=== Exercise aim ===
Within the material below, locate the line with "clap derive macros." and the line with "config.yaml, env: HBASE_EXPORTER_CONFIG)", then return those two lines and all lines between them, exactly as written.
##### The data
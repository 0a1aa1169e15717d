//! CLI argument parsing for hbase-exporter
//!
//! This module provides the command-line interface using clap derive macros.
//!
//! # Options
//!
//! - `--config` / `-c`: Configuration file path (default: config.yaml, env: HBASE_EXPORTER_CONFIG)
//! - `--port` / `-p`: Server port (overrides config file, env: WEB_LISTEN_PORT)
//! - `--bind-address`: Server bind address (env: WEB_BIND_ADDRESS)
//! - `--metrics-path`: Metrics endpoint path (env: WEB_TELEMETRY_PATH)
//! - `--master-url`: JMX servlet URL of the master (env: HBASE_MASTER_URL)
//! - `--regionserver-url`: JMX servlet URL of the region server (env: HBASE_REGIONSERVER_URL)
//! - `--master`: Export master metrics instead of region server metrics (env: HBASE_IS_MASTER)
//! - `--timeout`: JMX request timeout in milliseconds (env: HBASE_JMX_TIMEOUT)
//! - `--validate`: Validate configuration, print it and exit
//! - `--log-level` / `-l`: Log level (trace/debug/info/warn/error, env: LOG_LEVEL)
//! - `--log-format`: Log output format (text/json, env: LOG_FMT)
//! - `--log-output`: Log stream (stdout/stderr, env: LOG_OUTPUT)
//!
//! # Precedence
//!
//! 1. CLI arguments
//! 2. Environment variables
//! 3. Configuration file
//! 4. Default values

use clap::{Parser, ValueEnum};
use std::path::PathBuf;

/// hbase-exporter - Prometheus exporter for HBase JMX metrics
///
/// Polls the JMX JSON servlet of an HBase master or region server on every
/// scrape and exposes the values in Prometheus format.
#[derive(Parser, Debug)]
#[command(name = "hbase-exporter")]
#[command(author, version, about, long_about = None)]
#[command(propagate_version = true)]
pub struct Cli {
    /// Path to configuration file
    #[arg(
        short,
        long,
        value_name = "FILE",
        default_value = "config.yaml",
        env = "HBASE_EXPORTER_CONFIG"
    )]
    pub config: PathBuf,

    /// Server port (overrides config file)
    #[arg(short, long, value_name = "PORT", env = "WEB_LISTEN_PORT")]
    pub port: Option<u16>,

    /// Server bind address (overrides config file)
    /// Supported values: IP addresses (0.0.0.0, 127.0.0.1, ::1) or "localhost"
    #[arg(long, value_name = "ADDRESS", env = "WEB_BIND_ADDRESS")]
    pub bind_address: Option<String>,

    /// Metrics endpoint path (overrides config file)
    #[arg(long, value_name = "PATH", env = "WEB_TELEMETRY_PATH")]
    pub metrics_path: Option<String>,

    /// JMX servlet URL of the HBase master
    #[arg(long, value_name = "URL", env = "HBASE_MASTER_URL")]
    pub master_url: Option<String>,

    /// JMX servlet URL of the HBase region server
    #[arg(long, value_name = "URL", env = "HBASE_REGIONSERVER_URL")]
    pub regionserver_url: Option<String>,

    /// Export master metrics (true) or region server metrics (false)
    #[arg(long, value_name = "BOOL", env = "HBASE_IS_MASTER")]
    pub master: Option<bool>,

    /// JMX request timeout in milliseconds (overrides config file)
    #[arg(long, value_name = "MS", env = "HBASE_JMX_TIMEOUT")]
    pub timeout: Option<u64>,

    /// Validate configuration, print the effective values and exit
    #[arg(long)]
    pub validate: bool,

    /// Log level
    #[arg(short, long, value_enum, default_value = "info", env = "LOG_LEVEL")]
    pub log_level: LogLevel,

    /// Log output format
    #[arg(long, value_enum, default_value = "text", env = "LOG_FMT")]
    pub log_format: LogFormat,

    /// Stream log lines are written to
    #[arg(long, value_enum, default_value = "stdout", env = "LOG_OUTPUT")]
    pub log_output: LogOutput,
}

/// Log level options
#[derive(Copy, Clone, Debug, PartialEq, Eq, ValueEnum)]
pub enum LogLevel {
    /// Trace level - most verbose
    Trace,
    /// Debug level
    Debug,
    /// Info level - default
    Info,
    /// Warn level
    Warn,
    /// Error level - least verbose
    Error,
}

impl std::fmt::Display for LogLevel {
    fn fmt(&self, f: &mut std::fmt::Formatter<'_>) -> std::fmt::Result {
        match self {
            LogLevel::Trace => write!(f, "trace"),
            LogLevel::Debug => write!(f, "debug"),
            LogLevel::Info => write!(f, "info"),
            LogLevel::Warn => write!(f, "warn"),
            LogLevel::Error => write!(f, "error"),
        }
    }
}

impl From<LogLevel> for tracing::Level {
    fn from(level: LogLevel) -> Self {
        match level {
            LogLevel::Trace => tracing::Level::TRACE,
            LogLevel::Debug => tracing::Level::DEBUG,
            LogLevel::Info => tracing::Level::INFO,
            LogLevel::Warn => tracing::Level::WARN,
            LogLevel::Error => tracing::Level::ERROR,
        }
    }
}

/// Log output formats
#[derive(Copy, Clone, Debug, PartialEq, Eq, ValueEnum)]
pub enum LogFormat {
    /// Human-readable lines
    #[value(alias = "logfmt")]
    Text,
    /// One JSON object per line
    Json,
}

/// Log output streams
#[derive(Copy, Clone, Debug, PartialEq, Eq, ValueEnum)]
pub enum LogOutput {
    Stdout,
    Stderr,
}

#[cfg(test)]
mod tests {
    use super::*;

    #[test]
    fn test_log_level_display() {
        assert_eq!(LogLevel::Trace.to_string(), "trace");
        assert_eq!(LogLevel::Info.to_string(), "info");
        assert_eq!(LogLevel::Error.to_string(), "error");
    }

    #[test]
    fn test_log_level_conversion() {
        assert_eq!(tracing::Level::from(LogLevel::Trace), tracing::Level::TRACE);
        assert_eq!(tracing::Level::from(LogLevel::Debug), tracing::Level::DEBUG);
        assert_eq!(tracing::Level::from(LogLevel::Info), tracing::Level::INFO);
        assert_eq!(tracing::Level::from(LogLevel::Warn), tracing::Level::WARN);
        assert_eq!(tracing::Level::from(LogLevel::Error), tracing::Level::ERROR);
    }

    #[test]
    fn test_cli_default_values() {
        let cli = Cli::parse_from(["hbase-exporter"]);
        assert_eq!(cli.config, PathBuf::from("config.yaml"));
        assert_eq!(cli.port, None);
        assert_eq!(cli.bind_address, None);
        assert_eq!(cli.metrics_path, None);
        assert_eq!(cli.master_url, None);
        assert_eq!(cli.regionserver_url, None);
        assert_eq!(cli.master, None);
        assert_eq!(cli.timeout, None);
        assert!(!cli.validate);
        assert_eq!(cli.log_level, LogLevel::Info);
        assert_eq!(cli.log_format, LogFormat::Text);
        assert_eq!(cli.log_output, LogOutput::Stdout);
    }

    #[test]
    fn test_cli_with_options() {
        let cli = Cli::parse_from([
            "hbase-exporter",
            "-c",
            "custom.yaml",
            "-p",
            "8080",
            "--log-level",
            "debug",
            "--log-format",
            "json",
            "--validate",
        ]);
        assert_eq!(cli.config, PathBuf::from("custom.yaml"));
        assert_eq!(cli.port, Some(8080));
        assert_eq!(cli.log_level, LogLevel::Debug);
        assert_eq!(cli.log_format, LogFormat::Json);
        assert!(cli.validate);
    }

    #[test]
    fn test_cli_hbase_options() {
        let cli = Cli::parse_from([
            "hbase-exporter",
            "--master",
            "false",
            "--regionserver-url",
            "http://rs1:16030/jmx",
            "--timeout",
            "750",
        ]);
        assert_eq!(cli.master, Some(false));
        assert_eq!(cli.regionserver_url, Some("http://rs1:16030/jmx".to_string()));
        assert_eq!(cli.timeout, Some(750));
    }

    #[test]
    fn test_log_output_stderr() {
        let cli = Cli::parse_from(["hbase-exporter", "--log-output", "stderr"]);
        assert_eq!(cli.log_output, LogOutput::Stderr);
    }

    #[test]
    fn test_log_format_logfmt_alias() {
        let cli = Cli::parse_from(["hbase-exporter", "--log-format", "logfmt"]);
        assert_eq!(cli.log_format, LogFormat::Text);
    }
}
##########
=== Expected output ===
//! This module provides the command-line interface using clap derive macros.
//!
//! # Options
//!
//! - `--config` / `-c`: Configuration file path (default: config.yaml, env: HBASE_EXPORTER_CONFIG)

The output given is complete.